▶ What to do
Please restate exactly what appears in the records below from the first line to the line where "value comes from." is, that line included.

▶ Items from a dataset
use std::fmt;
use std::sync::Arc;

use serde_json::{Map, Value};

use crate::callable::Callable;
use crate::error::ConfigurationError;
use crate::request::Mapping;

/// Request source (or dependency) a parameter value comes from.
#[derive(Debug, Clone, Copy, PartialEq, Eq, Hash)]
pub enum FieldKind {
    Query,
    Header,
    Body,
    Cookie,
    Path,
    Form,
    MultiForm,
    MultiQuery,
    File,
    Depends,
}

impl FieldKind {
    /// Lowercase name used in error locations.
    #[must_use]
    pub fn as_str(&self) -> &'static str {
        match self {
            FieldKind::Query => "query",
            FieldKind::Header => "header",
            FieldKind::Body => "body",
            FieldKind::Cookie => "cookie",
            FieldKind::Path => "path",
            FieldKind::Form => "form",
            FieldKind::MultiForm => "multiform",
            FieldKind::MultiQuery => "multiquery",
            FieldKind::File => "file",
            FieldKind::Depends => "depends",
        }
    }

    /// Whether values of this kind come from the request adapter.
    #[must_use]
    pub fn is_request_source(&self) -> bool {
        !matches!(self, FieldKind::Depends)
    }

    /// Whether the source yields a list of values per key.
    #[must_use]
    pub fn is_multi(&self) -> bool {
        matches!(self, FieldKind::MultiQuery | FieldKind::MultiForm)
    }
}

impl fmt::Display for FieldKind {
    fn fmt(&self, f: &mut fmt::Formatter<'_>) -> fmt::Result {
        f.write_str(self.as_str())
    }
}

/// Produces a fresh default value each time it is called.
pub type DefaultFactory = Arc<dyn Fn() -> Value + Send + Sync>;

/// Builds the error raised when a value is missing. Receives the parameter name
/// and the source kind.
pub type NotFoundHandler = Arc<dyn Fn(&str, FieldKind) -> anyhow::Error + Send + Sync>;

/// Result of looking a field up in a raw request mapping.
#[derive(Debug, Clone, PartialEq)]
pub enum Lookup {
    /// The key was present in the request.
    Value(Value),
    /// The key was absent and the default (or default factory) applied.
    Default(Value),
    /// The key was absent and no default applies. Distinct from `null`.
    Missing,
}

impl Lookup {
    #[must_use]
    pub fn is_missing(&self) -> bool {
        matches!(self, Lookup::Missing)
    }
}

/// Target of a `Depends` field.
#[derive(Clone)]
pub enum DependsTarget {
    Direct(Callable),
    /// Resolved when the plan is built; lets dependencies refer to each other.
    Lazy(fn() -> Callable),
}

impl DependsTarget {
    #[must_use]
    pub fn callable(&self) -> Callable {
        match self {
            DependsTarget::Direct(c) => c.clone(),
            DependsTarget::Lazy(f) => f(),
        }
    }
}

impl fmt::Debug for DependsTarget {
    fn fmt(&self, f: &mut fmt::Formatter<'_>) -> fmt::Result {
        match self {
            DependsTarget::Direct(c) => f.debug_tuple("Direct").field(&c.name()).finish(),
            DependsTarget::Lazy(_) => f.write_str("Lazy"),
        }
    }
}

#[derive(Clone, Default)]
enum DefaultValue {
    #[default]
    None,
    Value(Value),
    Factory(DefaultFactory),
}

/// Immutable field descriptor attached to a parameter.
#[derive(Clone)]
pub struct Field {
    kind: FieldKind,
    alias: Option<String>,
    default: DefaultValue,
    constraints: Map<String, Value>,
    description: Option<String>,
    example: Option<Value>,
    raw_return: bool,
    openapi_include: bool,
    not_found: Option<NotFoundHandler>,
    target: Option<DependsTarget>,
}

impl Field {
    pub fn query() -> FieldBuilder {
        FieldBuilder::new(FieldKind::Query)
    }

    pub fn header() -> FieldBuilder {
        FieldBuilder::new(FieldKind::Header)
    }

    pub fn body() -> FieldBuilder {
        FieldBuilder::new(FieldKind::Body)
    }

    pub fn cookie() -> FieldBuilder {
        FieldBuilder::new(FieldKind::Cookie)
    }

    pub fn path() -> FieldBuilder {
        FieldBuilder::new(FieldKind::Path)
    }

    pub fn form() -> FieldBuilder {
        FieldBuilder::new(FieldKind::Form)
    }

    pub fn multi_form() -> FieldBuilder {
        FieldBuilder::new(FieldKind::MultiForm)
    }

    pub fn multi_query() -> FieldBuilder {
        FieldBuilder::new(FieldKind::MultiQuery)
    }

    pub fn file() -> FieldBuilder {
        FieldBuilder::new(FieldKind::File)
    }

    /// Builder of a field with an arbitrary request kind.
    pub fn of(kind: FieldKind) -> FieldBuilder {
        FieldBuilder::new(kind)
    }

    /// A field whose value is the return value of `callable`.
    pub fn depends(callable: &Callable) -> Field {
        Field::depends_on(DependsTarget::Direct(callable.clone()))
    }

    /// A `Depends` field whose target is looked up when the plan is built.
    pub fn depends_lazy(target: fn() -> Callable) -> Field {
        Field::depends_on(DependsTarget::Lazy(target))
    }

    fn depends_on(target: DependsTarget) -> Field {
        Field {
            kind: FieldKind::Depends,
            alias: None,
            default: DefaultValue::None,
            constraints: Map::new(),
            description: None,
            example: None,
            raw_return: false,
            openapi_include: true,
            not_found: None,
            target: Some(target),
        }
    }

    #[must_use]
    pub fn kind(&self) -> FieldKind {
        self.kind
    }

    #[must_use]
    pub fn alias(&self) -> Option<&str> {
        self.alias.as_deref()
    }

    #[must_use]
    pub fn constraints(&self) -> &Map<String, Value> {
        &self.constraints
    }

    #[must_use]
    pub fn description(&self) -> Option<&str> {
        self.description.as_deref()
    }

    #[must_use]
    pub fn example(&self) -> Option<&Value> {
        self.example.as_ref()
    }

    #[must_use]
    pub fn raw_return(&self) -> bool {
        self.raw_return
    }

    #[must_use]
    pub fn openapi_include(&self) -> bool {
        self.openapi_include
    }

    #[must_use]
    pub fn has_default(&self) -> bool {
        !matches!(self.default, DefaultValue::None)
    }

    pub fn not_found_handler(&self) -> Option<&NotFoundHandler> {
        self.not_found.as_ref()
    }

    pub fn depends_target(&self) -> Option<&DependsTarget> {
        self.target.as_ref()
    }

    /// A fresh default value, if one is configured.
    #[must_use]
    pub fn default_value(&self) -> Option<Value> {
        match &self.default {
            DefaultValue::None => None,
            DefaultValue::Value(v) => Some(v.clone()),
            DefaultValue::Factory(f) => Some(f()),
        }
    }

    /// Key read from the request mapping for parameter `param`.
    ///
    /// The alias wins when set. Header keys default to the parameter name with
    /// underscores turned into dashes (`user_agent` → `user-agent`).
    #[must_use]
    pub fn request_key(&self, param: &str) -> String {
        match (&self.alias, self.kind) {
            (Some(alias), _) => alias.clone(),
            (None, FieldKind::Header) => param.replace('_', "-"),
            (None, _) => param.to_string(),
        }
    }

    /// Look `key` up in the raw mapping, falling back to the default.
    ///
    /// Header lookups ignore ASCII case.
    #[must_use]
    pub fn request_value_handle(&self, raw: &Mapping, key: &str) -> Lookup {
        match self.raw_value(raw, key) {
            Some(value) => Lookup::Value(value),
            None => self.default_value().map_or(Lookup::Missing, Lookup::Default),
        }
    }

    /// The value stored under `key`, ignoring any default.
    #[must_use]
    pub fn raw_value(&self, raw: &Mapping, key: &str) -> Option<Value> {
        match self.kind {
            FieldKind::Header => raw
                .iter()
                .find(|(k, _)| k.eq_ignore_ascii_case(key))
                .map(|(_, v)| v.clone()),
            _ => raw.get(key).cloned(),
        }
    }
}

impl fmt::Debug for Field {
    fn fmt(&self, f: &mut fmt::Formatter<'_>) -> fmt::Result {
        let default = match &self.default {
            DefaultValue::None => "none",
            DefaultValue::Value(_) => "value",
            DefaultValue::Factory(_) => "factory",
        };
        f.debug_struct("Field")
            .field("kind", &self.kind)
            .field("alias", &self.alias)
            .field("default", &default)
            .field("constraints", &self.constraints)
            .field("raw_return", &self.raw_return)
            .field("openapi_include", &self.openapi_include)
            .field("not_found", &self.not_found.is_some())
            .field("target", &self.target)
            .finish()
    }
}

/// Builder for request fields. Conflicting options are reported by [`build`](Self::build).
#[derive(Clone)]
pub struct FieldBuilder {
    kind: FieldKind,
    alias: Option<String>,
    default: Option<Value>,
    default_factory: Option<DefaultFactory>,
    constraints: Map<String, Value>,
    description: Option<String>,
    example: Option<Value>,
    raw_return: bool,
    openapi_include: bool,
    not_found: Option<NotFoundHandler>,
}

▶ Finished task
use std::fmt;
use std::sync::Arc;

use serde_json::{Map, Value};

use crate::callable::Callable;
use crate::error::ConfigurationError;
use crate::request::Mapping;

/// Request source (or dependency) a parameter value comes from.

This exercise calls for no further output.